When enabled, the web app and private Telegram retain encrypted user messages for 30 days. Recent messages stay available directly, while a background pipeline assembles bounded extracts of older messages. COOPER can search older authorized records and reports when search coverage is limited. Assistant replies are excluded from memory context until their source permissions can be checked again.

Notes you choose to keep

Save a presentation preference, decision or open loop in Settings → Memory, or use /remember preference brief, /remember decision <note> and /remember open_loop <note> in Ask or private Telegram. /memory lists notes and /forget <ID> removes a note and its saved versions. Notes are private to their author, including from other workspace owners.

Explicit notes survive a new conversation and ordinary transcript expiry. An open loop is a saved note, not an automatic task or reminder. Preferences affect presentation, never permissions or metric units. Forgetting a note does not erase its original email, document, legacy audit entry or backups.

Background processing

A scheduled worker encrypts eligible legacy Telegram turns, removes expired managed payloads and processes recap jobs. Leases, source checks and access epochs prevent old workers from restoring forgotten or revoked context. This first release uses deterministic extracts; passive learning from email and automatic acceptance remain disabled.

Reviewed examples

Approved routing examples remember a useful interpretation of a request. They guide intent classification; they are not business facts or a substitute for retrieving current information.

Learning from resolutions

A successful tool call does not prove that COOPER understood the question. The learning loop adds checks before an example can influence another request.

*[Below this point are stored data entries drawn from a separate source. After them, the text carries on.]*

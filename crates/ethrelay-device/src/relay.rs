use ethrelay_frame::{
    decode_u8, pack_channels, unpack_channels, ChannelBitVector, ChannelMap, Command, FrameError,
    Pulse, RelayIndex,
};
use ethrelay_transport::Transport;
use tracing::debug;

use crate::error::{RelayError, Result};
use crate::session::Session;

/// Optimistic local copy of a module's relay states.
///
/// The cache only changes after the module confirms a command, so a failed
/// call never leaves it ahead of the hardware. It can still drift if another
/// client switches relays; [`get_all`](Self::get_all) resynchronises.
#[derive(Debug, Clone)]
pub struct RelayStateManager {
    relay_count: usize,
    cache: ChannelMap,
}

impl RelayStateManager {
    pub fn new(relay_count: usize) -> Self {
        Self {
            relay_count,
            cache: ChannelMap::new(),
        }
    }

    pub fn relay_count(&self) -> usize {
        self.relay_count
    }

    /// Last known states. May be partial after a pulsed switch.
    pub fn cached(&self) -> &ChannelMap {
        &self.cache
    }

    /// Read every relay from the module and replace the cache.
    pub fn get_all<T: Transport>(&mut self, session: &mut Session<T>) -> Result<&ChannelMap> {
        let reply = session.exchange(&Command::get_relay_state())?;
        let bits = ChannelBitVector::from_slice(&reply)?;
        self.cache = unpack_channels(bits, self.relay_count);
        debug!(bits = ?bits.as_bytes(), "relay states refreshed");
        Ok(&self.cache)
    }

    /// Write every relay in one command.
    ///
    /// Channels missing from `states` are switched off; channels beyond the
    /// module's relay count are ignored.
    pub fn set_all<T: Transport>(
        &mut self,
        session: &mut Session<T>,
        states: &ChannelMap,
    ) -> Result<()> {
        let bits = pack_channels(states, self.relay_count);
        let command = Command::set_relay_state(bits);
        let reply = session.exchange(&command)?;
        expect_success(&command, &reply)?;

        self.cache = unpack_channels(bits, self.relay_count);
        debug!(bits = ?bits.as_bytes(), "relay states written");
        Ok(())
    }

    /// Switch one relay.
    ///
    /// With `exclusive`, the dedicated on/off command is used and `pulse`
    /// (0-255, 100 ms units, 0 = permanent) is honoured. Otherwise the cached
    /// map is updated for `index` and written with [`set_all`](Self::set_all);
    /// the grouped command has no pulse. `pulse` is validated before anything
    /// is sent.
    pub fn set_single<T: Transport>(
        &mut self,
        session: &mut Session<T>,
        index: RelayIndex,
        on: bool,
        pulse: i64,
        exclusive: bool,
    ) -> Result<()> {
        let pulse = Pulse::try_from(pulse)?;
        self.check(index)?;

        if exclusive {
            let command = Command::set_relay(index, on, pulse);
            let reply = session.exchange(&command)?;
            expect_success(&command, &reply)?;

            if pulse.is_permanent() {
                self.cache.insert(index, on);
            } else {
                // The module reverts the relay by itself when the pulse ends.
                self.cache.remove(&index);
            }
            debug!(relay = %index, on, pulse = pulse.get(), "relay switched");
            return Ok(());
        }

        if !pulse.is_permanent() {
            debug!(relay = %index, pulse = pulse.get(), "pulse ignored for grouped update");
        }
        if self.cache.len() < self.relay_count {
            self.get_all(session)?;
        }
        let mut next = self.cache.clone();
        next.insert(index, on);
        self.set_all(session, &next)
    }

    /// Switch one relay on or off and every other relay off.
    pub fn set_only<T: Transport>(
        &mut self,
        session: &mut Session<T>,
        index: RelayIndex,
        on: bool,
    ) -> Result<()> {
        self.check(index)?;
        let states = ChannelMap::from([(index, on)]);
        self.set_all(session, &states)
    }

    /// State of one relay, from the cache when known.
    pub fn get_single<T: Transport>(
        &mut self,
        session: &mut Session<T>,
        index: RelayIndex,
    ) -> Result<bool> {
        self.check(index)?;
        if let Some(&on) = self.cache.get(&index) {
            return Ok(on);
        }
        let states = self.get_all(session)?;
        Ok(states.get(&index).copied().unwrap_or(false))
    }

    fn check(&self, index: RelayIndex) -> Result<()> {
        if usize::from(index.get()) > self.relay_count {
            return Err(FrameError::RelayOutOfRange {
                index: i64::from(index.get()),
                relay_count: self.relay_count,
            }
            .into());
        }
        Ok(())
    }
}

fn expect_success(command: &Command, reply: &[u8]) -> Result<()> {
    if decode_u8(command.name(), reply)? == 0 {
        return Err(RelayError::CommandFailed {
            command: command.name(),
        });
    }
    Ok(())
}

#[cfg(test)]
mod tests {
    use super::*;
    use crate::handshake::authenticate;
    use crate::simulator::{pair, SimulatedModule, SimulatedStream, SimulatorHandle};

    fn session_for(module: SimulatedModule) -> (Session<SimulatedStream>, SimulatorHandle) {
        let (stream, sim) = pair(module);
        let mut session = Session::new(stream);
        authenticate(&mut session, None).unwrap();
        (session, sim)
    }

    fn relay(n: u8) -> RelayIndex {
        RelayIndex::new(n, 20).unwrap()
    }

    #[test]
    fn get_all_sizes_map_to_relay_count() {
        let (mut session, _sim) =
            session_for(SimulatedModule::new(21).with_relays([0x11, 0x00, 0x08]));
        let mut relays = RelayStateManager::new(20);

        let states = relays.get_all(&mut session).unwrap().clone();
        assert_eq!(states.len(), 20);
        assert!(states[&relay(1)]);
        assert!(states[&relay(5)]);
        assert!(states[&relay(20)]);
        assert_eq!(states.values().filter(|&&on| on).count(), 3);
    }

    #[test]
    fn get_single_matches_get_all_for_every_relay() {
        let (mut session, _sim) =
            session_for(SimulatedModule::new(21).with_relays([0xA5, 0x3C, 0x0F]));
        let mut relays = RelayStateManager::new(20);
        let states = relays.get_all(&mut session).unwrap().clone();

        for n in 1..=20u8 {
            let index = relay(n);
            assert_eq!(
                relays.get_single(&mut session, index).unwrap(),
                states[&index],
                "relay {n}"
            );
        }
    }

    #[test]
    fn get_single_uses_cache() {
        let (mut session, sim) =
            session_for(SimulatedModule::new(21).with_relays([0x02, 0, 0]));
        let mut relays = RelayStateManager::new(20);
        relays.get_all(&mut session).unwrap();
        let before = sim.requests().len();

        assert!(relays.get_single(&mut session, relay(2)).unwrap());
        assert_eq!(sim.requests().len(), before);
    }

    #[test]
    fn get_single_loads_when_cache_empty() {
        let (mut session, sim) =
            session_for(SimulatedModule::new(21).with_relays([0x00, 0x01, 0]));
        let mut relays = RelayStateManager::new(20);

        assert!(relays.get_single(&mut session, relay(9)).unwrap());
        assert_eq!(sim.opcodes().last(), Some(&0x24));
    }

    #[test]
    fn set_all_writes_packed_vector_and_updates_cache() {
        let (mut session, sim) = session_for(SimulatedModule::new(21));
        let mut relays = RelayStateManager::new(20);
        let states = ChannelMap::from([(relay(5), true), (relay(17), true)]);

        relays.set_all(&mut session, &states).unwrap();

        assert_eq!(sim.requests().last().unwrap(), &vec![0x23, 0x10, 0x00, 0x01]);
        assert_eq!(sim.relays(), [0x10, 0x00, 0x01]);
        assert_eq!(relays.cached().len(), 20);
        assert!(relays.cached()[&relay(17)]);
        assert!(!relays.cached()[&relay(1)]);
    }

    #[test]
    fn failed_set_all_leaves_cache_unchanged() {
        let (mut session, sim) =
            session_for(SimulatedModule::new(21).with_relays([0x01, 0, 0]));
        let mut relays = RelayStateManager::new(20);
        relays.get_all(&mut session).unwrap();
        let before = relays.cached().clone();

        sim.fail_writes(true);
        let err = relays
            .set_all(&mut session, &ChannelMap::from([(relay(2), true)]))
            .unwrap_err();

        assert!(matches!(
            err,
            RelayError::CommandFailed {
                command: "set_relay_state"
            }
        ));
        assert_eq!(relays.cached(), &before);
    }

    #[test]
    fn non_exclusive_set_keeps_other_relays() {
        let (mut session, sim) =
            session_for(SimulatedModule::new(21).with_relays([0x81, 0, 0]));
        let mut relays = RelayStateManager::new(20);
        relays.get_all(&mut session).unwrap();

        relays.set_single(&mut session, relay(3), true, 0, false).unwrap();

        assert_eq!(sim.requests().last().unwrap(), &vec![0x23, 0x85, 0x00, 0x00]);
        assert!(relays.cached()[&relay(1)]);
        assert!(relays.cached()[&relay(3)]);
        assert!(relays.cached()[&relay(8)]);
    }

    #[test]
    fn non_exclusive_set_refreshes_partial_cache() {
        let (mut session, sim) =
            session_for(SimulatedModule::new(21).with_relays([0x01, 0, 0]));
        let mut relays = RelayStateManager::new(20);

        relays.set_single(&mut session, relay(2), true, 0, false).unwrap();

        let opcodes = sim.opcodes();
        assert_eq!(&opcodes[opcodes.len() - 2..], &[0x24, 0x23]);
        assert_eq!(sim.relays(), [0x03, 0, 0]);
    }

    #[test]
    fn exclusive_set_sends_raw_channel_and_pulse() {
        let (mut session, sim) = session_for(SimulatedModule::new(21));
        let mut relays = RelayStateManager::new(20);
        relays.get_all(&mut session).unwrap();

        relays.set_single(&mut session, relay(12), true, 0, true).unwrap();
        assert_eq!(sim.requests().last().unwrap(), &vec![0x20, 12, 0]);
        assert!(relays.cached()[&relay(12)]);

        relays.set_single(&mut session, relay(12), false, 0, true).unwrap();
        assert_eq!(sim.requests().last().unwrap(), &vec![0x21, 12, 0]);
        assert!(!relays.cached()[&relay(12)]);
    }

    #[test]
    fn pulsed_switch_drops_cache_entry() {
        let (mut session, sim) = session_for(SimulatedModule::new(21));
        let mut relays = RelayStateManager::new(20);
        relays.get_all(&mut session).unwrap();

        relays.set_single(&mut session, relay(4), true, 15, true).unwrap();
        assert_eq!(sim.requests().last().unwrap(), &vec![0x20, 4, 15]);
        assert!(!relays.cached().contains_key(&relay(4)));

        // Next read of that relay goes back to the module.
        assert!(!relays.get_single(&mut session, relay(4)).unwrap());
        assert_eq!(sim.opcodes().last(), Some(&0x24));
    }

    #[test]
    fn pulse_out_of_range_sends_nothing() {
        let (mut session, sim) = session_for(SimulatedModule::new(21));
        let mut relays = RelayStateManager::new(20);
        relays.get_all(&mut session).unwrap();
        let before = sim.written().len();

        for pulse in [256, -1] {
            for exclusive in [true, false] {
                let err = relays
                    .set_single(&mut session, relay(1), true, pulse, exclusive)
                    .unwrap_err();
                assert!(err.is_out_of_range(), "pulse {pulse}");
            }
        }
        assert_eq!(sim.written().len(), before);
    }

    #[test]
    fn failed_exclusive_set_leaves_cache_unchanged() {
        let (mut session, sim) = session_for(SimulatedModule::new(21));
        let mut relays = RelayStateManager::new(20);
        relays.get_all(&mut session).unwrap();

        sim.fail_writes(true);
        let err = relays
            .set_single(&mut session, relay(6), true, 0, true)
            .unwrap_err();
        assert!(matches!(err, RelayError::CommandFailed { command: "set_relay_on" }));
        assert!(!relays.cached()[&relay(6)]);
    }

    #[test]
    fn set_only_turns_the_rest_off() {
        let (mut session, sim) =
            session_for(SimulatedModule::new(19).with_relays([0xFF, 0, 0]));
        let mut relays = RelayStateManager::new(8);
        relays.get_all(&mut session).unwrap();

        relays
            .set_only(&mut session, RelayIndex::new(2, 8).unwrap(), true)
            .unwrap();
        assert_eq!(sim.relays(), [0x02, 0, 0]);
        assert_eq!(relays.cached().values().filter(|&&on| on).count(), 1);
    }

    #[test]
    fn rejects_index_from_larger_module() {
        let (mut session, sim) = session_for(SimulatedModule::new(18));
        let mut relays = RelayStateManager::new(2);
        let before = sim.written().len();

        let err = relays.get_single(&mut session, relay(3)).unwrap_err();
        assert!(err.is_out_of_range());
        assert_eq!(sim.written().len(), before);
    }

    #[test]
    fn drift_is_visible_after_refresh() {
        let (mut session, sim) = session_for(SimulatedModule::new(19));
        let mut relays = RelayStateManager::new(8);
        relays.get_all(&mut session).unwrap();
        let one = RelayIndex::new(1, 8).unwrap();

        sim.set_relays([0x01, 0, 0]);
        assert!(!relays.get_single(&mut session, one).unwrap());

        relays.get_all(&mut session).unwrap();
        assert!(relays.get_single(&mut session, one).unwrap());
    }
}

  1. Capture a candidate. A successful reasoning fallback can record intent categories and tool outcomes. Learning records omit raw questions, answers, email contents and tool arguments.
  2. Check it independently. A separate model pass checks the interpretation and resolution. Regression checks test related queries and boundaries.
  3. Get human confirmation. The original asker confirms the interpretation; a workspace owner approves the eligible example.
  4. Retrieve it when relevant. Future uncertain requests can use a few approved examples with matching categories and compatible workspace roles.
  5. Correct or revoke it. Negative feedback suspends the examples used. Reusing an example does not create another self-reinforcing candidate.
Where to review

Use Settings → Routing learning to give feedback, review candidates and manage approvals. Owners can inspect diagnostic counts for uncertain requests, confirmed resolutions and corrections.

Permissions & control

Learning can improve an interpretation. It cannot grant access to another workspace, expand connector permissions or bypass execution rules. The Q&A tools described here are read-only.

Examples remain subject to membership, role, version and expiry checks. Owners can revoke approved examples, and a user’s negative feedback can suspend an example that contributed to a mistaken answer.

The independent check validates the proposed interpretation, not the factual accuracy of every answer. Source references and human review remain useful checks.